───── EXERCISE MATERIAL

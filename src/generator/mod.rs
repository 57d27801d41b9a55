use async_trait::async_trait;

use crate::core::config::SessionConfig;
use crate::core::errors::GenerationError;
use crate::core::message::Turn;

mod http;

pub use http::HttpGenerator;

/// Pluggable reply producer.
///
/// `turns` is a read-only snapshot of the transcript; implementations return
/// a value and never touch session state. Transport failures and timeouts
/// surface as [`GenerationError`], never as panics.
#[async_trait]
pub trait ResponseGenerator: Send + Sync {
    async fn generate(
        &self,
        turns: &[Turn],
        config: &SessionConfig,
    ) -> Result<String, GenerationError>;
}
pub mod config;
pub mod errors;
pub mod events;
pub mod message;
pub mod session;
pub mod transcript;
//! Airi-session is the UI-agnostic conversation core of the Airi airline
//! assistant.
//!
//! The crate is organized around a small set of collaborating layers:
//! - [`core`] owns the session state machine, the transcript, the typed
//!   error taxonomy, the event surface, and configuration sourcing.
//! - [`generator`] defines the pluggable response-generator seam and ships
//!   an HTTP implementation for chat-completion style endpoints.
//! - [`api`] defines the wire payloads used by the HTTP generator and the
//!   remote parameter document.
//!
//! A UI embeds the core by constructing a [`core::session::ChatSession`]
//! with a [`core::config::ConfigSource`] and a
//! [`generator::ResponseGenerator`], then draining the
//! [`core::events::SessionEvent`] receiver to drive its display.

pub mod api;
pub mod core;
pub mod generator;
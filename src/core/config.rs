//! Session configuration and its sources.
//!
//! Model parameters come from a remote, refreshable document. The defaults
//! below apply only before the first successful fetch; an empty API key after
//! a fetch is a configuration error, distinct from the fetch failing.

use std::time::{Duration, Instant};

use async_trait::async_trait;
use serde::Deserialize;
use tokio::sync::Mutex;
use tracing::debug;

use crate::core::errors::ConfigFetchError;

pub const DEFAULT_ENDPOINT: &str =
    "https://generativelanguage.googleapis.com/v1beta/models/chat-bison-001";
pub const DEFAULT_TEMPERATURE: f64 = 0.7;
pub const DEFAULT_TOP_K: u32 = 40;
pub const DEFAULT_TOP_P: f64 = 0.95;

/// How long a fetched config stays fresh before the next remote round-trip.
pub const DEFAULT_CACHE_TTL: Duration = Duration::from_secs(3600);

/// Model parameters for one session. Opaque and immutable to the session
/// once loaded.
#[derive(Clone, Debug, PartialEq)]
pub struct SessionConfig {
    pub endpoint: String,
    pub temperature: f64,
    pub top_k: u32,
    pub top_p: f64,
    pub api_key: String,
}

impl Default for SessionConfig {
    fn default() -> Self {
        Self {
            endpoint: DEFAULT_ENDPOINT.to_string(),
            temperature: DEFAULT_TEMPERATURE,
            top_k: DEFAULT_TOP_K,
            top_p: DEFAULT_TOP_P,
            api_key: String::new(),
        }
    }
}

impl SessionConfig {
    pub fn has_api_key(&self) -> bool {
        !self.api_key.trim().is_empty()
    }
}

/// Source of session configuration.
#[async_trait]
pub trait ConfigSource: Send + Sync {
    async fn fetch(&self) -> Result<SessionConfig, ConfigFetchError>;
}

/// Remote parameter document. Field names match the published document keys;
/// absent fields fall back to the documented defaults.
#[derive(Deserialize)]
struct ParameterDocument {
    #[serde(default)]
    palm_api_key: String,
    #[serde(default = "default_endpoint")]
    api_endpoint: String,
    #[serde(default = "default_temperature")]
    temperature: f64,
    #[serde(default = "default_top_k")]
    top_k: u32,
    #[serde(default = "default_top_p")]
    top_p: f64,
}

fn default_endpoint() -> String {
    DEFAULT_ENDPOINT.to_string()
}

fn default_temperature() -> f64 {
    DEFAULT_TEMPERATURE
}

fn default_top_k() -> u32 {
    DEFAULT_TOP_K
}

fn default_top_p() -> f64 {
    DEFAULT_TOP_P
}

impl ParameterDocument {
    fn into_config(self) -> Result<SessionConfig, ConfigFetchError> {
        if !(0.0..=1.0).contains(&self.temperature) {
            return Err(ConfigFetchError::new(format!(
                "temperature {} out of range [0, 1]",
                self.temperature
            )));
        }
        if !(0.0..=1.0).contains(&self.top_p) {
            return Err(ConfigFetchError::new(format!(
                "top_p {} out of range [0, 1]",
                self.top_p
            )));
        }
        Ok(SessionConfig {
            endpoint: self.api_endpoint,
            temperature: self.temperature,
            top_k: self.top_k,
            top_p: self.top_p,
            api_key: self.palm_api_key,
        })
    }
}

/// Fetches the parameter document over HTTP.
pub struct RemoteConfigSource {
    client: reqwest::Client,
    url: String,
}

impl RemoteConfigSource {
    pub fn new(client: reqwest::Client, url: impl Into<String>) -> Self {
        Self {
            client,
            url: url.into(),
        }
    }
}

#[async_trait]
impl ConfigSource for RemoteConfigSource {
    async fn fetch(&self) -> Result<SessionConfig, ConfigFetchError> {
        let response = self
            .client
            .get(&self.url)
            .header("Content-Type", "application/json")
            .send()
            .await
            .map_err(|e| ConfigFetchError::with_source("config request failed", e))?;

        if !response.status().is_success() {
            let status = response.status();
            return Err(ConfigFetchError::new(format!(
                "config request failed with status {status}"
            )));
        }

        let document = response
            .json::<ParameterDocument>()
            .await
            .map_err(|e| ConfigFetchError::with_source("invalid parameter document", e))?;

        debug!(url = %self.url, "fetched parameter document");
        document.into_config()
    }
}

struct CacheEntry {
    config: SessionConfig,
    fetched_at: Instant,
}

/// Caching decorator around any [`ConfigSource`]. Repeated fetches inside
/// the TTL window return the cached value with no remote round-trip.
pub struct CachedConfigSource<S> {
    inner: S,
    ttl: Duration,
    cached: Mutex<Option<CacheEntry>>,
}

impl<S: ConfigSource> CachedConfigSource<S> {
    pub fn new(inner: S) -> Self {
        Self::with_ttl(inner, DEFAULT_CACHE_TTL)
    }

    pub fn with_ttl(inner: S, ttl: Duration) -> Self {
        Self {
            inner,
            ttl,
            cached: Mutex::new(None),
        }
    }
}

#[async_trait]
impl<S: ConfigSource> ConfigSource for CachedConfigSource<S> {
    async fn fetch(&self) -> Result<SessionConfig, ConfigFetchError> {
        let mut cached = self.cached.lock().await;
        if let Some(entry) = cached.as_ref() {
            if entry.fetched_at.elapsed() < self.ttl {
                debug!("returning cached session config");
                return Ok(entry.config.clone());
            }
        }

        // Holding the lock across the fetch keeps concurrent callers from
        // racing duplicate remote round-trips.
        let config = self.inner.fetch().await?;
        *cached = Some(CacheEntry {
            config: config.clone(),
            fetched_at: Instant::now(),
        });
        Ok(config)
    }
}
//! Provider endpoints and per-call rotation

use std::fmt;

use rand::Rng;
use serde::{Deserialize, Serialize};

use crate::ports::ProviderError;

/// One upstream base address plus optional credentials
#[derive(Clone, PartialEq, Eq, Serialize, Deserialize)]
pub struct ProviderEndpoint {
    /// Base URL
    pub url: String,
    /// API key, if the provider wants one
    #[serde(default)]
    pub api_key: Option<String>,
}

impl ProviderEndpoint {
    pub fn new(url: impl Into<String>) -> Self {
        Self { url: url.into(), api_key: None }
    }

    pub fn with_api_key(mut self, key: impl Into<String>) -> Self {
        self.api_key = Some(key.into());
        self
    }

    /// Base URL with trailing slashes removed
    pub fn base(&self) -> &str {
        self.url.trim_end_matches('/')
    }
}

// Keys stay out of logs
impl fmt::Debug for ProviderEndpoint {
    fn fmt(&self, f: &mut fmt::Formatter<'_>) -> fmt::Result {
        f.debug_struct("ProviderEndpoint")
            .field("url", &self.url)
            .field("api_key", &self.api_key.as_ref().map(|_| "<redacted>"))
            .finish()
    }
}

/// Endpoints serving the same capability.
///
/// Every call picks one uniformly at random; there is no affinity between calls.
#[derive(Debug, Clone)]
pub struct EndpointPool {
    endpoints: Vec<ProviderEndpoint>,
}

impl EndpointPool {
    pub fn new(endpoints: Vec<ProviderEndpoint>) -> Result<Self, ProviderError> {
        if endpoints.is_empty() {
            return Err(ProviderError::Validation("endpoint pool is empty".into()));
        }
        Ok(Self { endpoints })
    }

    pub fn single(endpoint: ProviderEndpoint) -> Self {
        Self { endpoints: vec![endpoint] }
    }

    /// Pick an endpoint for one call
    pub fn pick(&self) -> &ProviderEndpoint {
        if self.endpoints.len() == 1 {
            return &self.endpoints[0];
        }
        let idx = rand::thread_rng().gen_range(0..self.endpoints.len());
        &self.endpoints[idx]
    }

    pub fn len(&self) -> usize {
        self.endpoints.len()
    }

    pub fn is_empty(&self) -> bool {
        self.endpoints.is_empty()
    }

    pub fn endpoints(&self) -> &[ProviderEndpoint] {
        &self.endpoints
    }
}

#[cfg(test)]
mod tests {
    use super::*;
    use std::collections::HashSet;

    #[test]
    fn test_empty_pool_rejected() {
        assert!(matches!(EndpointPool::new(vec![]), Err(ProviderError::Validation(_))));
    }

    #[test]
    fn test_pick_spreads_across_endpoints() {
        let pool = EndpointPool::new(vec![
            ProviderEndpoint::new("https://a.example"),
            ProviderEndpoint::new("https://b.example"),
            ProviderEndpoint::new("https://c.example"),
        ])
        .unwrap();

        let seen: HashSet<&str> = (0..300).map(|_| pool.pick().url.as_str()).collect();
        assert_eq!(seen.len(), 3);
    }

    #[test]
    fn test_debug_redacts_api_key() {
        let endpoint = ProviderEndpoint::new("https://rpc.example").with_api_key("secret-key");
        let printed = format!("{:?}", endpoint);
        assert!(!printed.contains("secret-key"));
        assert!(printed.contains("<redacted>"));
    }

    #[test]
    fn test_base_trims_trailing_slash() {
        assert_eq!(ProviderEndpoint::new("https://api.example/").base(), "https://api.example");
    }
}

──────────

*WORK TO BE COMPLETED:*
Each line that contains the string "Duration" counts once; report how many such lines the entries have, giving only the number.

*RESULT OF THIS TASK:*
4